A small but growing number of people opt out of Medicare Part B while remaining in Part A, MedPAC staff said Friday. This group grew to 12.4 percent of Medicare’s population in 2015 from 10.2 percent in 2009. People who opt out of Part B also appear to be in better general health, reducing the hospital bills for Part A as well. This may cause further distortion in setting reimbursements for Advantage plans. Sticker shock about Medicare Part B premiums appears to be driving the decision to opt out in many cases. Some people do decline Part B because they continue working and thus have health insurance provided by their insurers. More often, though, people might make this call because they cannot afford Part B premiums or decide that that are a bad deal.

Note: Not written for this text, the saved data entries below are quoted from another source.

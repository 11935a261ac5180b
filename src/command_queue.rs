//! Per-switch transaction ids and inbound correlation queues.

use std::collections::{HashMap, VecDeque};
use std::sync::atomic::{AtomicU32, Ordering};
use std::sync::{Arc, Condvar, Mutex, MutexGuard, PoisonError};
use std::time::{Duration, Instant};

use log::{error, warn};

use crate::addr::Dpid;
use crate::error::{Error, Result};
use crate::openflow0x04::message::Message;

/// A correlation-relevant message and the xid it carried.
#[derive(Clone, Debug, PartialEq, Eq)]
pub struct Reply {
    pub xid: u32,
    pub message: Message,
}

pub(crate) fn lock<T>(m: &Mutex<T>) -> MutexGuard<T> {
    m.lock().unwrap_or_else(PoisonError::into_inner)
}

/// One switch's xid counter and inbound FIFO of ERROR / BARRIER_REPLY messages.
#[derive(Debug)]
pub struct CommandQueue {
    dpid: u64,
    last_xid: AtomicU32,
    replies: Mutex<VecDeque<Reply>>,
    ready: Condvar,
    capacity: usize,
    barrier_lock: Mutex<()>,
}

impl CommandQueue {
    pub fn new(dpid: u64, capacity: usize) -> CommandQueue {
        CommandQueue {
            dpid,
            last_xid: AtomicU32::new(0),
            replies: Mutex::new(VecDeque::new()),
            ready: Condvar::new(),
            capacity,
            barrier_lock: Mutex::new(()),
        }
    }

    /// Next transaction id. Starts at 1; 0 is left for unsolicited messages.
    pub fn next_xid(&self) -> u32 {
        let prev = self.last_xid
            .fetch_update(Ordering::SeqCst, Ordering::SeqCst, |x| {
                Some(if x == u32::MAX { 1 } else { x + 1 })
            })
            .unwrap_or_else(|x| x);
        if prev == u32::MAX {
            warn!("xid space exhausted for switch {}, wrapping", Dpid(self.dpid));
            1
        } else {
            prev + 1
        }
    }

    pub fn enqueue(&self, reply: Reply) -> Result<()> {
        match reply.message {
            Message::Error(_) | Message::BarrierReply => (),
            ref other => {
                error!("switch {}: {:?} (xid {}) does not belong on the reply queue, dropped",
                       Dpid(self.dpid),
                       other.msg_code(),
                       reply.xid);
                return Err(Error::ProtocolViolation(format!("{:?} routed to reply queue", other.msg_code())));
            }
        }
        let mut q = lock(&self.replies);
        if q.len() >= self.capacity {
            error!("switch {}: reply queue full, dropping xid {}", Dpid(self.dpid), reply.xid);
            return Err(Error::QueueFull(self.dpid));
        }
        q.push_back(reply);
        self.ready.notify_one();
        Ok(())
    }

    /// Pop the oldest reply, waiting up to `timeout` for one to arrive.
    pub fn take(&self, timeout: Duration) -> Option<Reply> {
        let deadline = Instant::now() + timeout;
        let mut q = lock(&self.replies);
        loop {
            if let Some(reply) = q.pop_front() {
                return Some(reply);
            }
            let now = Instant::now();
            if now >= deadline {
                return None;
            }
            q = self.ready
                .wait_timeout(q, deadline - now)
                .unwrap_or_else(PoisonError::into_inner)
                .0;
        }
    }

    pub fn len(&self) -> usize {
        lock(&self.replies).len()
    }

    pub fn is_empty(&self) -> bool {
        self.len() == 0
    }

    /// Held for the duration of one barrier so concurrent barriers on this
    /// switch do not steal each other's replies.
    pub fn barrier_guard(&self) -> MutexGuard<()> {
        lock(&self.barrier_lock)
    }
}

/// Registry of command queues, created lazily per switch id.
///
/// The map lock is only held to look up or insert an `Arc`; waiting happens
/// on the per-switch queue.
#[derive(Debug)]
pub struct SwitchQueues {
    capacity: usize,
    queues: Mutex<HashMap<u64, Arc<CommandQueue>>>,
}

impl SwitchQueues {
    pub fn new(capacity: usize) -> SwitchQueues {
        SwitchQueues {
            capacity,
            queues: Mutex::new(HashMap::new()),
        }
    }

    pub fn queue(&self, dpid: u64) -> Arc<CommandQueue> {
        lock(&self.queues)
            .entry(dpid)
            .or_insert_with(|| Arc::new(CommandQueue::new(dpid, self.capacity)))
            .clone()
    }

    pub fn next_xid(&self, dpid: u64) -> u32 {
        self.queue(dpid).next_xid()
    }

    pub fn enqueue_reply(&self, dpid: u64, xid: u32, message: Message) -> Result<()> {
        self.queue(dpid).enqueue(Reply { xid, message })
    }

    pub fn take_reply(&self, dpid: u64, timeout: Duration) -> Option<Reply> {
        self.queue(dpid).take(timeout)
    }

    /// Forget a disconnected switch. A reconnect starts from a fresh counter.
    pub fn remove(&self, dpid: u64) -> Option<Arc<CommandQueue>> {
        lock(&self.queues).remove(&dpid)
    }

    pub fn contains(&self, dpid: u64) -> bool {
        lock(&self.queues).contains_key(&dpid)
    }
}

CMS Timelime for Off-Campus Doctor Pay Rule Raises Alarms
The Centers for Medicare and Medicaid Services said it will create special rates for newer hospital-owned practices by Jan. 1 through an administrative fast-track proposal, known as an interim final rule. This is intended to help hospitals determine how to bill for these kinds of services, which they previously billed under the more lucrative hospital outpatient rule. In many cases, the pay for newer hospital services would be set under these transition rates at about half of the former outpatient reimbursement, CMS said. CMS attached the interim rule to the final rule on 2017 outpatient payment.
The budget law mandate does not apply to hospital-owned practices already in operation at the time the measure took effect in November 2015. They can continue to bill at the higher outpatient rates rather than the lower reimbursements set in the physician fee rule.